JeffBezanson commented 10 years ago

I would certainly hesitate to make all functions infix.

Not everybody sees this the same way. It's possible to define your own getindex function distinct from Base.getindex, and it doesn't seem quite right to reserve the special syntax only for the standard getindex.

Are you saying we should do this:

in(x, y) = false
in(1, 1)  # => false
1 in 1   # => true; calls Base version

That doesn't seem so great to me.

StefanKarpinski commented 10 years ago

Where there's syntax, there should be hygiene. Have each and every syntactic construct call Base.x, and don't export these functions.
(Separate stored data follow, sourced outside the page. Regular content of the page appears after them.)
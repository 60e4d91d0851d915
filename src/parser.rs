//! Chunked parallel parsing of chat log files.
//!
//! A file's trailing window of lines is split into one contiguous chunk per worker.  Every worker
//! decodes its chunk in isolation and the per-worker buffers are concatenated in worker order,
//! which reproduces the file's line order without sorting.
//!
//! Two boundary behaviours are deliberate and observable:
//!
//! * only the last [`ParserConfig::line_window`] lines of a file are read, and
//! * when the line count is not a multiple of the worker count, the trailing
//!   `lines % workers` lines are not parsed.

use std::fs;
use std::path::Path;

use bstr::ByteSlice;
use log::debug;

use crate::config::ParserConfig;
use crate::decoder::{Decoded, LineDecoder};
use crate::error::{ChatprepError, Result};
use crate::message::{ChatId, Message, Sender};
use crate::pool::{floor_chunks, WorkerPool};

/// Trailing lines of a file together with the position of the first kept line.
#[derive(Debug, Clone, PartialEq, Eq)]
pub struct LineWindow {
    /// Zero-based line number of `lines[0]` within the file.
    pub first_line: usize,
    /// Lines with their terminators still attached.
    pub lines: Vec<String>,
}

/// Reads the last `cap` lines of `path`, decoding invalid UTF-8 lossily.
pub fn read_line_window<P: AsRef<Path>>(path: P, cap: usize) -> Result<LineWindow> {
    let path = path.as_ref();
    let bytes = fs::read(path).map_err(|err| ChatprepError::io(err, Some(path.to_path_buf())))?;
    let total = bytes.lines_with_terminator().count();
    let first_line = total.saturating_sub(cap);
    let lines = bytes
        .lines_with_terminator()
        .skip(first_line)
        .map(|line| line.to_str_lossy().into_owned())
        .collect();
    Ok(LineWindow { first_line, lines })
}

/// Messages decoded from one batch of lines.
#[derive(Debug, Clone, Default)]
pub struct ParsedLines {
    /// Accepted messages in line order.
    pub messages: Vec<Message>,
    /// Lines that were decoded but rejected.
    pub rejected: usize,
    /// Remainder lines that fell outside the equal-size chunks.
    pub dropped: usize,
}

/// Parallel parser that fans lines out over a fixed number of workers.
#[derive(Debug, Clone)]
pub struct ChunkedParser {
    decoder: LineDecoder,
    workers: usize,
    line_window: usize,
}

impl ChunkedParser {
    /// Creates a parser for the supplied configuration.
    #[must_use]
    pub fn new(cfg: &ParserConfig) -> Self {
        Self {
            decoder: LineDecoder::new(&cfg.decoder),
            workers: cfg.worker_count(),
            line_window: cfg.line_window,
        }
    }

    /// Number of workers (and therefore chunks) used per batch.
    #[must_use]
    pub fn workers(&self) -> usize {
        self.workers
    }

    /// The decoder shared by all workers.
    #[must_use]
    pub fn decoder(&self) -> &LineDecoder {
        &self.decoder
    }

    /// Reads the trailing window of `path` and parses it.
    pub fn parse_file<P: AsRef<Path>>(&self, path: P, chat_id: ChatId) -> Result<ParsedLines> {
        let path = path.as_ref();
        let window = read_line_window(path, self.line_window)?;
        debug!(
            "{}: read {} lines starting at line {}",
            path.display(),
            window.lines.len(),
            window.first_line
        );
        self.parse_lines(&window.lines, window.first_line, chat_id)
    }

    /// Parses `lines`, numbering them from `first_line`.
    pub fn parse_lines<S>(
        &self,
        lines: &[S],
        first_line: usize,
        chat_id: ChatId,
    ) -> Result<ParsedLines>
    where
        S: AsRef<str> + Sync,
    {
        let pool = WorkerPool::new(self.workers)?;
        let (chunks, dropped) = floor_chunks(lines, pool.workers());
        let chunk_size = chunks.first().map_or(0, |chunk| chunk.len());
        if dropped > 0 {
            debug!("{dropped} remainder lines not covered by {} chunks", pool.workers());
        }

        let decoder = &self.decoder;
        let slots = pool.map_chunks(chunks, |worker, chunk| {
            let offset = first_line + worker * chunk_size;
            decode_chunk(decoder, chunk, offset, chat_id)
        });

        let mut parsed = ParsedLines {
            messages: Vec::with_capacity(slots.iter().map(|(m, _)| m.len()).sum()),
            rejected: 0,
            dropped,
        };
        for (messages, rejected) in slots {
            parsed.messages.extend(messages);
            parsed.rejected += rejected;
        }
        Ok(parsed)
    }
}

fn decode_chunk<S: AsRef<str>>(
    decoder: &LineDecoder,
    chunk: &[S],
    offset: usize,
    chat_id: ChatId,
) -> (Vec<Message>, usize) {
    let mut messages = Vec::with_capacity(chunk.len());
    let mut rejected = 0usize;
    for (idx, line) in chunk.iter().enumerate() {
        match decoder.decode(line.as_ref()) {
            Decoded::Message(decoded) => messages.push(Message {
                time: decoded.time,
                sender: Sender::Name(decoded.sender),
                content: decoded.content,
                line_index: offset + idx,
                chat_id,
            }),
            Decoded::Rejected(_) => rejected += 1,
        }
    }
    (messages, rejected)
}

#[cfg(test)]
mod tests {
    use super::*;
    use crate::config::ClockZone;
    use tempfile::tempdir;

    fn parser(workers: usize) -> ChunkedParser {
        let cfg = ParserConfig::builder()
            .workers(workers)
            .clock_zone(ClockZone::Utc)
            .build()
            .unwrap();
        ChunkedParser::new(&cfg)
    }

    fn sample_lines(count: usize) -> Vec<String> {
        (0..count)
            .map(|i| {
                if i % 4 == 3 {
                    format!("continuation line {i}\n")
                } else {
                    format!(
                        "{}/3/21, 10:{:02} - user{}: message {i}\n",
                        i % 28 + 1,
                        i % 60,
                        i % 3
                    )
                }
            })
            .collect()
    }

    fn expected_indices(lines: &[String]) -> Vec<usize> {
        let decoder = parser(1).decoder().clone();
        lines
            .iter()
            .enumerate()
            .filter(|(_, line)| decoder.decode(line).accepted().is_some())
            .map(|(idx, _)| idx)
            .collect()
    }

    #[test]
    fn worker_count_does_not_change_order() {
        let lines = sample_lines(24);
        let expected = expected_indices(&lines);
        for workers in [1, 2, 3, 4, 6, 8, 12, 24] {
            let parsed = parser(workers).parse_lines(&lines, 0, 0).unwrap();
            let indices: Vec<usize> = parsed.messages.iter().map(|m| m.line_index).collect();
            assert_eq!(indices, expected, "workers = {workers}");
            assert_eq!(parsed.dropped, 0);
            assert_eq!(parsed.rejected, 6);
        }
    }

    #[test]
    fn remainder_lines_are_dropped() {
        let lines = sample_lines(10);
        let parsed = parser(4).parse_lines(&lines, 0, 0).unwrap();
        assert_eq!(parsed.dropped, 2);
        assert!(parsed.messages.iter().all(|m| m.line_index < 8));
        let indices: Vec<usize> = parsed.messages.iter().map(|m| m.line_index).collect();
        assert_eq!(indices, vec![0, 1, 2, 4, 5, 6]);
    }

    #[test]
    fn messages_carry_chat_id_and_offset() {
        let lines = sample_lines(4);
        let parsed = parser(2).parse_lines(&lines, 100, 7).unwrap();
        assert!(parsed.messages.iter().all(|m| m.chat_id == 7));
        assert_eq!(parsed.messages[0].line_index, 100);
        assert_eq!(parsed.messages[0].sender, Sender::Name("user0".into()));
        assert_eq!(parsed.messages[0].content, "message 0");
    }

    #[test]
    fn line_window_keeps_only_trailing_lines() {
        let dir = tempdir().expect("tempdir");
        let file = dir.path().join("chat.txt");
        fs::write(&file, sample_lines(12).concat()).expect("write log");

        let window = read_line_window(&file, 5).expect("read window");
        assert_eq!(window.first_line, 7);
        assert_eq!(window.lines.len(), 5);

        let cfg = ParserConfig::builder()
            .workers(1)
            .line_window(5)
            .clock_zone(ClockZone::Utc)
            .build()
            .unwrap();
        let parsed = ChunkedParser::new(&cfg).parse_file(&file, 0).unwrap();
        let indices: Vec<usize> = parsed.messages.iter().map(|m| m.line_index).collect();
        assert_eq!(indices, vec![8, 9, 10]);
        assert!(parsed
            .messages
            .iter()
            .all(|m| m.content != "message 0" && m.content != "message 6"));
    }

    #[test]
    fn window_larger_than_file_reads_everything() {
        let dir = tempdir().expect("tempdir");
        let file = dir.path().join("chat.txt");
        fs::write(&file, "a\nb\nc").expect("write log");
        let window = read_line_window(&file, 100).unwrap();
        assert_eq!(window.first_line, 0);
        assert_eq!(window.lines, vec!["a\n", "b\n", "c"]);
    }

    #[test]
    fn missing_file_is_an_io_error() {
        let dir = tempdir().expect("tempdir");
        let err = parser(1)
            .parse_file(dir.path().join("missing.txt"), 0)
            .expect_err("missing file");
        assert!(matches!(err, ChatprepError::Io { .. }));
    }
}
//! Validation of the upload response body.

use serde_json::Value;

use crate::error::ApiError;
use crate::model::Project;

const REQUIRED_GRAPHS: [&str; 2] = ["group_address_graph", "topology_graph"];

/// Decode a 2xx body into a [`Project`].
///
/// The body must be a JSON object with a project name (`project_name` or
/// `projectName`) and both graph payloads.
pub fn decode_project(body: &str) -> Result<Project, ApiError> {
  let value: Value = serde_json::from_str(body)
    .map_err(|e| ApiError::invalid_response(format!("response is not JSON: {}", e)))?;

  let Some(object) = value.as_object() else {
    return Err(ApiError::invalid_response("response is not a JSON object"));
  };

  let has_name = ["project_name", "projectName"]
    .iter()
    .any(|field| object.get(*field).is_some_and(is_truthy));
  if !has_name {
    return Err(ApiError::invalid_response("response has no project name"));
  }

  for field in REQUIRED_GRAPHS {
    if object.get(field).map_or(true, Value::is_null) {
      return Err(ApiError::invalid_response(format!("response has no {}", field)));
    }
  }

  serde_json::from_value(value)
    .map_err(|e| ApiError::invalid_response(format!("Failed to decode project: {}", e)))
}

fn is_truthy(value: &Value) -> bool {
  match value {
    Value::Null => false,
    Value::Bool(b) => *b,
    Value::String(s) => !s.is_empty(),
    Value::Number(n) => n.as_f64().is_some_and(|n| n != 0.0),
    Value::Array(_) | Value::Object(_) => true,
  }
}

#[cfg(test)]
mod tests {
  use super::*;

  #[test]
  fn test_valid_body() {
    let body = r#"{
      "projectName": "Office",
      "topology_graph": {"nodes": [{"id": "a"}], "edges": []},
      "group_address_graph": {"nodes": [], "edges": []},
      "devices": []
    }"#;
    let project = decode_project(body).unwrap();
    assert_eq!(project.project_name, "Office");
    assert_eq!(project.topology_graph.unwrap().nodes.len(), 1);
  }

  #[test]
  fn test_missing_fields_are_invalid() {
    for body in [
      "[]",
      "not json",
      r#"{"topology_graph": {}, "group_address_graph": {}}"#,
      r#"{"project_name": "", "topology_graph": {}, "group_address_graph": {}}"#,
      r#"{"project_name": "x", "group_address_graph": {}}"#,
      r#"{"project_name": "x", "topology_graph": {}, "group_address_graph": null}"#,
    ] {
      assert!(
        matches!(decode_project(body), Err(ApiError::InvalidResponse(_))),
        "{}",
        body
      );
    }
  }
}
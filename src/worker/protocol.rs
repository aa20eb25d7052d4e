//! Messages exchanged with an isolated parse worker.
//!
//! A process worker receives one request and answers with one reply, each a
//! single JSON line:
//!
//! ```text
//! {"id":"parse-..","buffer":"<hex>","password":null,"preferred_language":"de-DE"}
//! {"id":"parse-..","ok":true,"result":{..project..}}
//! {"id":"parse-..","ok":false,"error":{"message":"..","stack":".."}}
//! ```

use serde::{Deserialize, Serialize, Serializer};
use std::fmt;
use std::sync::atomic::{AtomicU64, Ordering};

use crate::error::is_password_message;
use crate::model::Project;

/// A parse request. The buffer is moved into the worker.
#[derive(Debug, Serialize, Deserialize)]
pub struct WorkerRequest {
  pub id: String,
  #[serde(with = "hex_buffer")]
  pub buffer: Vec<u8>,
  #[serde(default)]
  pub password: Option<String>,
  #[serde(default)]
  pub preferred_language: Option<String>,
}

/// The single reply a worker sends for a request.
#[derive(Debug, Deserialize)]
#[serde(try_from = "ReplyLine")]
pub struct WorkerReply {
  pub id: String,
  pub outcome: Result<Box<Project>, ParseFailure>,
}

impl WorkerReply {
  pub fn success(id: impl Into<String>, project: Project) -> Self {
    Self {
      id: id.into(),
      outcome: Ok(Box::new(project)),
    }
  }

  pub fn failure(id: impl Into<String>, failure: ParseFailure) -> Self {
    Self {
      id: id.into(),
      outcome: Err(failure),
    }
  }
}

impl Serialize for WorkerReply {
  fn serialize<S: Serializer>(&self, serializer: S) -> Result<S::Ok, S::Error> {
    let (result, error) = match &self.outcome {
      Ok(project) => (Some(project.as_ref()), None),
      Err(failure) => (None, Some(failure)),
    };
    ReplyLineRef {
      id: &self.id,
      ok: self.outcome.is_ok(),
      result,
      error,
    }
    .serialize(serializer)
  }
}

#[derive(Serialize)]
struct ReplyLineRef<'a> {
  id: &'a str,
  ok: bool,
  #[serde(skip_serializing_if = "Option::is_none")]
  result: Option<&'a Project>,
  #[serde(skip_serializing_if = "Option::is_none")]
  error: Option<&'a ParseFailure>,
}

#[derive(Deserialize)]
struct ReplyLine {
  id: String,
  ok: bool,
  #[serde(default)]
  result: Option<Box<Project>>,
  #[serde(default)]
  error: Option<ParseFailure>,
}

impl TryFrom<ReplyLine> for WorkerReply {
  type Error = String;

  fn try_from(line: ReplyLine) -> Result<Self, Self::Error> {
    let outcome = match (line.ok, line.result, line.error) {
      (true, Some(project), _) => Ok(project),
      (false, _, Some(error)) => Err(error),
      (true, None, _) => return Err(format!("reply {} is ok but has no result", line.id)),
      (false, _, None) => return Err(format!("reply {} failed without an error", line.id)),
    };
    Ok(Self {
      id: line.id,
      outcome,
    })
  }
}

/// Hex text for the request buffer, so a request stays one JSON line.
mod hex_buffer {
  use serde::{de, Deserialize, Deserializer, Serializer};

  pub fn serialize<S: Serializer>(bytes: &[u8], serializer: S) -> Result<S::Ok, S::Error> {
    serializer.serialize_str(&hex::encode(bytes))
  }

  pub fn deserialize<'de, D: Deserializer<'de>>(deserializer: D) -> Result<Vec<u8>, D::Error> {
    let text = String::deserialize(deserializer)?;
    hex::decode(text).map_err(de::Error::custom)
  }
}

/// Machine-readable reason of a parse failure, when the parser knows it.
#[derive(Debug, Clone, Copy, PartialEq, Eq, Serialize, Deserialize)]
#[serde(rename_all = "snake_case")]
pub enum ParseFailureCode {
  PasswordRequired,
  UnsupportedFormat,
  Malformed,
}

/// Structured error reported by the parser.
#[derive(Debug, Clone, PartialEq, Eq, Serialize, Deserialize)]
pub struct ParseFailure {
  pub message: String,
  #[serde(default, skip_serializing_if = "Option::is_none")]
  pub stack: Option<String>,
  #[serde(default, skip_serializing_if = "Option::is_none")]
  pub code: Option<ParseFailureCode>,
}

impl ParseFailure {
  pub fn new(message: impl Into<String>) -> Self {
    Self {
      message: message.into(),
      stack: None,
      code: None,
    }
  }

  pub fn with_code(mut self, code: ParseFailureCode) -> Self {
    self.code = Some(code);
    self
  }

  pub fn with_stack(mut self, stack: impl Into<String>) -> Self {
    self.stack = Some(stack.into());
    self
  }

  /// Structured code first, message heuristic otherwise.
  pub fn is_password_error(&self) -> bool {
    match self.code {
      Some(code) => code == ParseFailureCode::PasswordRequired,
      None => is_password_message(&self.message),
    }
  }
}

impl fmt::Display for ParseFailure {
  fn fmt(&self, f: &mut fmt::Formatter<'_>) -> fmt::Result {
    f.write_str(&self.message)
  }
}

impl std::error::Error for ParseFailure {}

static NEXT_ID: AtomicU64 = AtomicU64::new(1);

/// Fresh correlation id of the form `parse-<unix-millis>-<counter>`.
pub fn next_correlation_id() -> String {
  let counter = NEXT_ID.fetch_add(1, Ordering::Relaxed);
  format!("parse-{}-{}", chrono::Utc::now().timestamp_millis(), counter)
}
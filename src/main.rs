use clap::{Parser, Subcommand};
use color_eyre::{eyre::eyre, Result};
use std::path::PathBuf;
use std::sync::Arc;
use tracing::{debug, info};

use knxload::api::ApiClient;
use knxload::cache::{fingerprint, LayoutCache, ProjectPayloadCache, LAYOUT_DB, PROJECT_DB};
use knxload::config::Config;
use knxload::logging;
use knxload::model::ProjectFile;
use knxload::pipeline::{ParseOptions, ParsingPipeline};
use knxload::store::{DatabaseSpec, KeyValueStore, NoopStore, SqliteStore};
use knxload::worker::{self, JsonProjectParser, ProcessSpawner, WorkerClient};

#[derive(Parser, Debug)]
#[command(name = "knxload")]
#[command(about = "Load KNX project files with a bounded on-disk payload cache")]
#[command(version)]
struct Args {
  /// Path to config file (default: $XDG_CONFIG_HOME/knxload/config.yaml)
  #[arg(short, long, global = true)]
  config: Option<PathBuf>,

  /// Also write logs to stderr
  #[arg(short, long, global = true)]
  verbose: bool,

  #[command(subcommand)]
  command: Command,
}

#[derive(Subcommand, Debug)]
enum Command {
  /// Parse a project file and move its heavy data into the cache
  Parse {
    file: PathBuf,

    /// Project password (default: $KNXLOAD_PROJECT_PASSWORD)
    #[arg(short, long)]
    password: Option<String>,

    /// Preferred product language, e.g. de-DE
    #[arg(short, long)]
    language: Option<String>,

    /// Never fall back to the parse server
    #[arg(long)]
    strict: bool,

    /// Cache key of the project (default: derived from the file)
    #[arg(long)]
    project_key: Option<String>,

    /// List datapoint type and size per group address
    #[arg(long)]
    group_addresses: bool,
  },

  /// Show what the cache holds for a project
  Stats { project_key: String },

  /// Remove all cached layouts and project payloads
  Clear,

  /// Serve one parse request on stdin/stdout (used by `parse`)
  #[command(hide = true)]
  Worker,
}

#[tokio::main]
async fn main() -> Result<()> {
  color_eyre::install()?;

  let args = Args::parse();

  // stdout belongs to the reply line; no config or logging in the worker
  if let Command::Worker = args.command {
    return worker::serve_stdio(&JsonProjectParser)
      .map_err(|e| eyre!("Failed to serve parse request: {}", e));
  }

  // Load configuration
  let config = Config::load(args.config.as_deref())?;
  let _log_guard = logging::init(&config.data_dir()?.join("logs"), args.verbose)?;

  match args.command {
    Command::Parse {
      file,
      password,
      language,
      strict,
      project_key,
      group_addresses,
    } => {
      let request = ParseRequest {
        file,
        password,
        language,
        strict,
        project_key,
        group_addresses,
      };
      parse(&config, request).await
    }
    Command::Stats { project_key } => stats(&config, &project_key),
    Command::Clear => clear(&config),
    // Served before config and logging
    Command::Worker => Ok(()),
  }
}

fn open_store(config: &Config, spec: DatabaseSpec) -> Result<Arc<dyn KeyValueStore>> {
  if !config.cache.enabled {
    return Ok(Arc::new(NoopStore));
  }
  Ok(Arc::new(SqliteStore::in_dir(spec, &config.data_dir()?)))
}

fn project_cache(config: &Config) -> Result<ProjectPayloadCache<dyn KeyValueStore>> {
  Ok(ProjectPayloadCache::new(
    open_store(config, PROJECT_DB)?,
    config.cache.session_id(),
  ))
}

struct ParseRequest {
  file: PathBuf,
  password: Option<String>,
  language: Option<String>,
  strict: bool,
  project_key: Option<String>,
  group_addresses: bool,
}

async fn parse(config: &Config, request: ParseRequest) -> Result<()> {
  let ParseRequest {
    file: path,
    password,
    language,
    strict,
    project_key,
    group_addresses,
  } = request;

  let file = ProjectFile::read(&path)
    .await
    .map_err(|e| eyre!("Failed to read {}: {}", path.display(), e))?;
  let password = password.or_else(Config::get_password);

  let spawner =
    ProcessSpawner::current_exe().map_err(|e| eyre!("Failed to prepare parse worker: {}", e))?;
  let worker = WorkerClient::new(spawner).with_timeout(config.parser.worker_timeout());
  let uploader = ApiClient::new(&config.server)?;
  debug!(upload_url = %uploader.upload_url(), "server fallback configured");

  let pipeline = ParsingPipeline::new(worker, uploader);
  let options = ParseOptions {
    allow_server_fallback: config.parser.allow_server_fallback && !strict,
    preferred_language: language.or_else(|| config.parser.preferred_language.clone()),
  };

  let mut project = pipeline
    .parse_project(&file, password.as_deref(), &options)
    .await
    .map_err(|e| {
      if e.needs_password() {
        eyre!(
          "{}\nProvide the project password with --password or KNXLOAD_PROJECT_PASSWORD.",
          e
        )
      } else {
        eyre!("Failed to parse {}: {}", path.display(), e)
      }
    })?;

  let project_key =
    project_key.unwrap_or_else(|| fingerprint([file.name().to_string(), file.content_hash()]));
  let device_count = project.devices.len();

  let cache = project_cache(config)?;
  let devices_offloaded = cache.offload_device_payloads(&project_key, &mut project);
  let graphs_offloaded = cache.offload_project_graphs(&project_key, &mut project);
  let stats = cache.project_cache_stats(&project_key);
  info!(project_key, devices_offloaded, graphs_offloaded, "parse finished");

  println!("Project:             {}", project.project_name);
  println!("Project key:         {}", project_key);
  println!("Devices:             {}", device_count);
  println!("Devices offloaded:   {}", devices_offloaded);
  println!("Graphs offloaded:    {}", graphs_offloaded);
  if let Some(fallbacks) = &project.group_address_fallbacks {
    println!("Group addresses:     {}", fallbacks.len());
  }
  println!("devicePayloadCount:  {}", stats.device_payload_count);
  println!("hasProjectGraphs:    {}", stats.has_project_graphs);

  if group_addresses {
    if let Some(fallbacks) = &project.group_address_fallbacks {
      println!();
      for (address, entry) in fallbacks.iter() {
        println!("{:<12} {:<14} {}", address, entry.datapoint_type, entry.object_size);
      }
    }
  }

  Ok(())
}

fn stats(config: &Config, project_key: &str) -> Result<()> {
  let stats = project_cache(config)?.project_cache_stats(project_key);

  println!("devicePayloadCount: {}", stats.device_payload_count);
  println!("hasProjectGraphs:   {}", stats.has_project_graphs);
  Ok(())
}

fn clear(config: &Config) -> Result<()> {
  if !config.cache.enabled {
    println!("Caching is disabled, nothing to clear");
    return Ok(());
  }

  let layouts = LayoutCache::new(open_store(config, LAYOUT_DB)?, config.cache.session_id());
  layouts
    .clear()
    .map_err(|e| eyre!("Failed to clear layout cache: {}", e))?;

  project_cache(config)?
    .clear()
    .map_err(|e| eyre!("Failed to clear project cache: {}", e))?;

  info!("caches cleared");
  println!("Caches cleared");
  Ok(())
}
One of the basic premises of the language is that operators like + are just functions with syntax. Among other benefits, this allows extremely powerful things like lexically binding the meaning of + and *. Your proposal would completely sabotage that – you would not be allowed to define your own versions of operators. You would also not be able to change the meaning of indexing locally. Making in(a,b) mean something completely different than a in b seems nuts. I'd rather get rid of the a in b syntax than do that. Not that I want to get rid of the a in b syntax, I just think that making the prefix and infix syntaxes mean different things is really awful.